High-end equipment manufacturing coordinated dispatching method based on mixing difference genetic algorithm

Technical field

The present invention relates to the production scheduling technical fields towards high-end equipment, more particularly to one kind is based on mixing difference heredity The high-end equipment manufacturing coordinated dispatching method of algorithm.

Background technology

Distributed production towards high-end equipment be it is a kind of being different from conventionally manufactured mode, the decentralized mode of production, Its production process is typically to be completed by the different manufacturers cooperation for being distributed in different zones, therefore, in entire production process, no Cooperative scheduling between the different production links being responsible for manufacturer, for improving whole production efficiency, saving production, transport And carrying cost, optimization product quality, etc., important influence will be generated.But existing research and solution, Duo Shuoshi Optimization to single manufacturer or production link in production process, and due in distributed production environment, each production link Between taken by area distribution, production, transportation cost etc. multiple factors are influenced, existing solution is difficult to limited The optimal solution of cooperative scheduling is obtained in time.

Invention content

For the defects in the prior art, the present invention provides a kind of high-end equipment systems based on mixing difference genetic algorithm Process synergic dispatching method is made, for solving technical problem present in the relevant technologies.

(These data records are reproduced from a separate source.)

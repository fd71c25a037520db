//! Notification endpoints

use crate::models::{Ack, Notification};
use crate::services::client::{segment, ApiClient};
use crate::services::query::QueryBuilder;
use crate::utils::errors::Result;

/// Service for `/notifications`
#[derive(Clone, Debug)]
pub struct NotificationService {
    client: ApiClient,
}

impl NotificationService {
    pub fn new(client: ApiClient) -> Self {
        Self { client }
    }

    pub async fn list(&self, unread_only: bool) -> Result<Vec<Notification>> {
        let query = QueryBuilder::new()
            .push("unreadOnly", unread_only.then_some(true))
            .finish();
        self.client.get_with_query("notifications", &query).await
    }

    pub async fn mark_read(&self, notification_id: &str) -> Result<Notification> {
        self.client
            .post_empty(&format!("notifications/{}/read", segment(notification_id)))
            .await
    }

    pub async fn mark_all_read(&self) -> Result<Ack> {
        self.client.post_empty("notifications/read-all").await
    }
}
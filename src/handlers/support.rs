//! Support page

use chrono::{DateTime, Utc};

use crate::catalog::{NewTicket, SupportDesk, SupportTicket};
use crate::domain::time::{format_datetime, format_relative};
use crate::handlers::Screen;
use crate::services::ServiceFactory;
use crate::utils::errors::Result;

pub fn handle_list(desk: &SupportDesk) -> String {
    let now = Utc::now();
    let rows: Vec<String> = desk
        .list()
        .into_iter()
        .map(|t| {
            format!(
                "  [{}] {} ({}, {}, {})",
                t.id,
                t.subject,
                t.category,
                t.status,
                format_relative(t.created_at, now)
            )
        })
        .collect();

    Screen::new("Support tickets").lines_or(rows, "No tickets").finish()
}

pub fn handle_show(desk: &SupportDesk, ticket_id: &str) -> Result<String> {
    Ok(render_ticket(desk.get(ticket_id)?, Utc::now()))
}

/// Submit the support form. The signed-in user's name is used as author when available.
pub async fn handle_submit(services: &ServiceFactory, desk: &SupportDesk, form: NewTicket) -> Result<String> {
    let author = match services.session.current_user().await {
        Ok(Some(user)) => user.name,
        _ => "You".to_string(),
    };
    let ticket = desk.submit(form, &author, Utc::now())?;

    Ok(format!(
        "{}\n\nThanks! Ticket {} was recorded. Our team usually replies within one business day.",
        render_ticket(&ticket, Utc::now()),
        ticket.id
    ))
}

pub fn render_ticket(ticket: &SupportTicket, now: DateTime<Utc>) -> String {
    let messages = ticket.messages.iter().flat_map(|m| {
        vec![
            format!("  {} ({})", m.author, format_relative(m.sent_at, now)),
            format!("    {}", m.body),
        ]
    });

    Screen::new(format!("{} {}", ticket.id, ticket.subject))
        .field("Category", ticket.category)
        .field("Priority", ticket.priority)
        .field("Status", ticket.status)
        .field("Opened", format_datetime(ticket.created_at))
        .section("Conversation")
        .lines(messages)
        .finish()
}
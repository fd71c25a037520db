//! Login, registration and logout

use tracing::info;

use crate::models::{RegisterRequest, UserProfile};
use crate::services::ServiceFactory;
use crate::utils::errors::{PayTaskError, Result};
use crate::utils::helpers::is_valid_email;
use crate::utils::logging::log_user_action;

pub async fn handle_login(services: &ServiceFactory, email: &str, password: &str) -> Result<String> {
    let user = services.session.login(email, password).await?;
    log_user_action(Some(&user.id), "login", None);
    Ok(render_welcome(&user))
}

pub async fn handle_register(services: &ServiceFactory, request: RegisterRequest) -> Result<String> {
    if !is_valid_email(&request.email) {
        return Err(PayTaskError::InvalidInput(format!("'{}' is not a valid email", request.email)));
    }
    if request.name.trim().is_empty() {
        return Err(PayTaskError::InvalidInput("Name is required".to_string()));
    }

    let user = services.session.register(&request).await?;
    log_user_action(Some(&user.id), "register", Some(user.role.as_str()));
    Ok(render_welcome(&user))
}

pub async fn handle_logout(services: &ServiceFactory) -> Result<String> {
    services.session.logout().await?;
    Ok("Logged out.".to_string())
}

pub async fn handle_whoami(services: &ServiceFactory) -> Result<String> {
    match services.session.refetch().await? {
        Some(user) => Ok(format!("{} <{}> ({})", user.name, user.email, user.role)),
        None => {
            info!("No active session");
            Ok("Not logged in.".to_string())
        }
    }
}

pub fn render_welcome(user: &UserProfile) -> String {
    format!("Welcome, {}! You are signed in as a {}.", user.name, user.role)
}
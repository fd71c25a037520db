//! Services module
//!
//! This module contains the typed REST client layer: one service per
//! backend resource, all sharing a single [`ApiClient`].

pub mod client;
pub mod query;
pub mod poller;
pub mod auth;
pub mod tasks;
pub mod assignments;
pub mod submissions;
pub mod ratings;
pub mod reviews;
pub mod wallets;
pub mod users;
pub mod stats;
pub mod error_logs;
pub mod health;
pub mod uploads;
pub mod notifications;

// Re-export commonly used services
pub use client::{Access, ApiClient};
pub use query::{build_task_query, decode_task_query, QueryBuilder, SortField, SortOrder, TaskQuery};
pub use poller::{poll, PollUpdate};
pub use auth::AuthService;
pub use tasks::TaskService;
pub use assignments::AssignmentService;
pub use submissions::SubmissionService;
pub use ratings::RatingService;
pub use reviews::ReviewService;
pub use wallets::WalletService;
pub use users::UserService;
pub use stats::StatsService;
pub use error_logs::ErrorLogService;
pub use health::{HealthReport, HealthService, HealthStatus};
pub use uploads::{UploadService, UploadedFile};
pub use notifications::NotificationService;

use crate::config::settings::Settings;
use crate::state::{Session, TokenStorage};
use crate::utils::errors::Result;

/// Service factory for creating and managing all services
#[derive(Clone, Debug)]
pub struct ServiceFactory {
    pub settings: Settings,
    pub session: Session,
    pub auth: AuthService,
    pub tasks: TaskService,
    pub assignments: AssignmentService,
    pub submissions: SubmissionService,
    pub ratings: RatingService,
    pub reviews: ReviewService,
    pub wallets: WalletService,
    pub users: UserService,
    pub stats: StatsService,
    pub error_logs: ErrorLogService,
    pub health: HealthService,
    pub uploads: UploadService,
    pub notifications: NotificationService,
}

impl ServiceFactory {
    /// Create a new ServiceFactory with token storage chosen from settings
    pub fn new(settings: Settings) -> Result<Self> {
        let tokens = TokenStorage::from_settings(&settings);
        Self::with_tokens(settings, tokens)
    }

    /// Create a new ServiceFactory with the given token storage
    pub fn with_tokens(settings: Settings, tokens: TokenStorage) -> Result<Self> {
        let client = ApiClient::new(&settings, tokens.clone())?;
        let auth = AuthService::new(client.clone());

        Ok(Self {
            session: Session::new(auth.clone(), tokens),
            auth,
            tasks: TaskService::new(client.clone()),
            assignments: AssignmentService::new(client.clone()),
            submissions: SubmissionService::new(client.clone()),
            ratings: RatingService::new(client.clone()),
            reviews: ReviewService::new(client.clone()),
            wallets: WalletService::new(client.clone()),
            users: UserService::new(client.clone()),
            stats: StatsService::new(client.clone()),
            error_logs: ErrorLogService::new(client.clone()),
            health: HealthService::new(client.clone()),
            uploads: UploadService::new(client.clone()),
            notifications: NotificationService::new(client),
            settings,
        })
    }
}
//! Application settings management
//!
//! This module defines the configuration structure and provides methods
//! for loading settings from TOML files and environment variables.

use std::path::PathBuf;

use serde::{Deserialize, Serialize};

/// Main application configuration structure
#[derive(Debug, Clone, Deserialize, Serialize)]
#[serde(default)]
pub struct Settings {
    pub api: ApiConfig,
    pub auth: AuthConfig,
    pub polling: PollingConfig,
    pub fees: FeesConfig,
    pub logging: LoggingConfig,
    pub features: FeaturesConfig,
}

/// Backend API configuration
#[derive(Debug, Clone, Deserialize, Serialize)]
#[serde(default)]
pub struct ApiConfig {
    pub base_url: String,
    pub timeout_seconds: u64,
    pub user_agent: String,
}

/// Bearer token storage configuration
#[derive(Debug, Clone, Deserialize, Serialize)]
#[serde(default)]
pub struct AuthConfig {
    pub token_path: Option<PathBuf>,
    pub persist_token: bool,
}

/// Dashboard refresh intervals
#[derive(Debug, Clone, Deserialize, Serialize)]
#[serde(default)]
pub struct PollingConfig {
    pub activity_seconds: u64,
    pub dashboard_seconds: u64,
}

/// Client-side fee preview configuration
#[derive(Debug, Clone, Deserialize, Serialize)]
#[serde(default)]
pub struct FeesConfig {
    pub platform_fee_rate: f64,
}

/// Logging configuration
#[derive(Debug, Clone, Deserialize, Serialize)]
#[serde(default)]
pub struct LoggingConfig {
    pub level: String,
    pub file_path: Option<String>,
}

/// Feature flags configuration
#[derive(Debug, Clone, Deserialize, Serialize)]
#[serde(default)]
pub struct FeaturesConfig {
    pub report_errors: bool,
}

impl Settings {
    /// Load settings from configuration file and environment variables
    pub fn new() -> Result<Self, config::ConfigError> {
        Self::from_file("paytask")
    }

    /// Load settings from the given file (extension optional) and the environment
    pub fn from_file(path: &str) -> Result<Self, config::ConfigError> {
        let settings = config::Config::builder()
            .add_source(config::File::with_name(path).required(false))
            .add_source(
                config::Environment::with_prefix("PAYTASK")
                    .prefix_separator("__")
                    .separator("__")
                    .try_parsing(true),
            )
            .build()?;

        settings.try_deserialize()
    }

    /// Validate configuration settings
    pub fn validate(&self) -> Result<(), crate::utils::errors::PayTaskError> {
        super::validation::validate_settings(self)
    }

    /// Token file location, falling back to the user config directory
    pub fn token_path(&self) -> Option<PathBuf> {
        if !self.auth.persist_token {
            return None;
        }
        self.auth
            .token_path
            .clone()
            .or_else(|| dirs::config_dir().map(|dir| dir.join("paytask").join("token.json")))
    }
}

impl Default for Settings {
    fn default() -> Self {
        Self {
            api: ApiConfig::default(),
            auth: AuthConfig::default(),
            polling: PollingConfig::default(),
            fees: FeesConfig::default(),
            logging: LoggingConfig::default(),
            features: FeaturesConfig::default(),
        }
    }
}

impl Default for ApiConfig {
    fn default() -> Self {
        Self {
            base_url: "http://localhost:5000/api".to_string(),
            timeout_seconds: 15,
            user_agent: format!("paytask-cli/{}", env!("CARGO_PKG_VERSION")),
        }
    }
}

impl Default for AuthConfig {
    fn default() -> Self {
        Self {
            token_path: None,
            persist_token: true,
        }
    }
}

impl Default for PollingConfig {
    fn default() -> Self {
        Self {
            activity_seconds: 5,
            dashboard_seconds: 30,
        }
    }
}

impl Default for FeesConfig {
    fn default() -> Self {
        Self {
            platform_fee_rate: 0.05,
        }
    }
}

impl Default for LoggingConfig {
    fn default() -> Self {
        Self {
            level: "warn".to_string(),
            file_path: None,
        }
    }
}

impl Default for FeaturesConfig {
    fn default() -> Self {
        Self {
            report_errors: false,
        }
    }
}

#[cfg(test)]
mod tests {
    use super::*;

    #[test]
    fn test_defaults() {
        let settings = Settings::default();
        assert_eq!(settings.polling.activity_seconds, 5);
        assert_eq!(settings.polling.dashboard_seconds, 30);
        assert_eq!(settings.fees.platform_fee_rate, 0.05);
        assert!(settings.validate().is_ok());
    }

    #[test]
    fn test_token_path_disabled() {
        let mut settings = Settings::default();
        settings.auth.persist_token = false;
        settings.auth.token_path = Some(PathBuf::from("/tmp/token.json"));
        assert!(settings.token_path().is_none());

        settings.auth.persist_token = true;
        assert_eq!(settings.token_path(), Some(PathBuf::from("/tmp/token.json")));
    }
}
//! Bearer token storage
//!
//! This module persists the bearer token between invocations, either in a
//! JSON file under the user config directory or in memory only. The token is
//! cached after the first load so request building never touches the disk.

use std::path::{Path, PathBuf};
use std::sync::Arc;

use chrono::{DateTime, TimeZone, Utc};
use jsonwebtoken::{DecodingKey, Validation};
use serde::{Deserialize, Serialize};
use tokio::sync::RwLock;
use tracing::{debug, warn};

use crate::config::Settings;
use crate::utils::errors::Result;

/// Token record as written to disk
#[derive(Debug, Clone, PartialEq, Serialize, Deserialize)]
pub struct StoredToken {
    pub token: String,
    pub saved_at: DateTime<Utc>,
}

#[derive(Debug, Default)]
struct Slot {
    loaded: bool,
    token: Option<StoredToken>,
}

/// Bearer token storage shared by the API client and the session
#[derive(Debug, Clone)]
pub struct TokenStorage {
    path: Option<PathBuf>,
    slot: Arc<RwLock<Slot>>,
}

#[derive(Debug, Deserialize)]
struct ExpiryClaims {
    exp: Option<i64>,
}

impl TokenStorage {
    /// Storage that lives only as long as the process
    pub fn in_memory() -> Self {
        Self {
            path: None,
            slot: Arc::new(RwLock::new(Slot {
                loaded: true,
                token: None,
            })),
        }
    }

    /// Storage backed by a JSON file
    pub fn file(path: impl Into<PathBuf>) -> Self {
        Self {
            path: Some(path.into()),
            slot: Arc::new(RwLock::new(Slot::default())),
        }
    }

    /// Pick file or memory storage from the auth settings
    pub fn from_settings(settings: &Settings) -> Self {
        match settings.token_path() {
            Some(path) => Self::file(path),
            None => Self::in_memory(),
        }
    }

    pub fn path(&self) -> Option<&Path> {
        self.path.as_deref()
    }

    /// Current token, loading it from disk on first use.
    ///
    /// Expired JWTs are dropped, their file removed, and treated as absent.
    pub async fn current(&self) -> Result<Option<String>> {
        {
            let slot = self.slot.read().await;
            if slot.loaded {
                let usable = Self::usable(slot.token.as_ref());
                if usable.is_some() || slot.token.is_none() {
                    return Ok(usable);
                }
            }
        }

        let mut slot = self.slot.write().await;
        if !slot.loaded {
            slot.token = self.read_file().await?;
            slot.loaded = true;
        }

        let usable = Self::usable(slot.token.as_ref());
        if usable.is_none() && slot.token.is_some() {
            warn!("Stored token has expired, discarding it");
            slot.token = None;
            self.remove_file().await?;
        }
        Ok(usable)
    }

    /// Persist a new token
    pub async fn save(&self, token: &str) -> Result<()> {
        let stored = StoredToken {
            token: token.to_string(),
            saved_at: Utc::now(),
        };

        if let Some(path) = &self.path {
            if let Some(parent) = path.parent() {
                tokio::fs::create_dir_all(parent).await?;
            }
            let serialized = serde_json::to_vec_pretty(&stored)?;
            tokio::fs::write(path, serialized).await?;
            debug!(path = %path.display(), "Token saved to file");
        }

        let mut slot = self.slot.write().await;
        slot.token = Some(stored);
        slot.loaded = true;
        Ok(())
    }

    /// Forget the token, on logout or after a 401
    pub async fn clear(&self) -> Result<()> {
        let mut slot = self.slot.write().await;
        slot.token = None;
        slot.loaded = true;
        self.remove_file().await
    }

    fn usable(stored: Option<&StoredToken>) -> Option<String> {
        let stored = stored?;
        match token_expiry(&stored.token) {
            Some(expiry) if expiry <= Utc::now() => None,
            _ => Some(stored.token.clone()),
        }
    }

    async fn read_file(&self) -> Result<Option<StoredToken>> {
        let Some(path) = &self.path else {
            return Ok(None);
        };

        match tokio::fs::read(path).await {
            Ok(bytes) => match serde_json::from_slice::<StoredToken>(&bytes) {
                Ok(stored) => {
                    debug!(path = %path.display(), "Loaded token from file");
                    Ok(Some(stored))
                }
                Err(e) => {
                    warn!(path = %path.display(), error = %e, "Ignoring unreadable token file");
                    Ok(None)
                }
            },
            Err(e) if e.kind() == std::io::ErrorKind::NotFound => Ok(None),
            Err(e) => Err(e.into()),
        }
    }

    async fn remove_file(&self) -> Result<()> {
        if let Some(path) = &self.path {
            match tokio::fs::remove_file(path).await {
                Ok(()) => debug!(path = %path.display(), "Token file removed"),
                Err(e) if e.kind() == std::io::ErrorKind::NotFound => {}
                Err(e) => return Err(e.into()),
            }
        }
        Ok(())
    }
}

/// Read the `exp` claim of a JWT without verifying its signature.
///
/// Opaque (non-JWT) tokens and tokens without `exp` return `None`.
pub fn token_expiry(token: &str) -> Option<DateTime<Utc>> {
    let mut validation = Validation::default();
    validation.insecure_disable_signature_validation();
    validation.validate_exp = false;
    validation.validate_aud = false;
    validation.required_spec_claims.clear();

    let data = jsonwebtoken::decode::<ExpiryClaims>(token, &DecodingKey::from_secret(&[]), &validation).ok()?;
    data.claims.exp.and_then(|exp| Utc.timestamp_opt(exp, 0).single())
}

In a first aspect, an embodiment of the present invention provides a kind of high-end equipment manufacturings based on mixing difference genetic algorithm Coordinated dispatching method, the method includes：

Obtain mixing differential evolution and genetic algorithm parameter；

Q chromosome is defined, each chromosome includes multiple genes, with initialization population vector；

Code modification operation is executed based on the Q chromosome；

It will go out to produce and process at workpiece arrangement to each manufacturer according to revised gene, calculate the system of each scheme Make span；

The chromosome that fitness value minimum is screened from Q chromosome, obtains current globally optimal solution gbest；

Make great efforts crossover operation using shellfish and updates the population vector；

The population vector is updated using Immigrant strategy, until output globally optimal solution gbest is as optimal height scheme.

Optionally, executing code modification operation based on the Q chromosome includes：

301, obtain newly generated Q chromosome in population vectorI=1,2 ..., Q；

302, setup parameter d=1；

303, judge gene in i-th of chromosomeIt is whether true；If so, then enable

304, judgeIt is whether true, if so, then enable

305, set geneRound (x) is indicated to x rounds；

306, judge whether I ＞ n are true, if so, then makeover process is completed, and otherwise, enables I=I+1, return to step 303；

Optionally, the fitness value for calculating each chromosome in the Q chromosome includes：

401, the workpiece at each manufacturer is rearranged according to process time non-increasing；

402, it is processed successively according to the workpiece at the new each manufacturer of sequence pair.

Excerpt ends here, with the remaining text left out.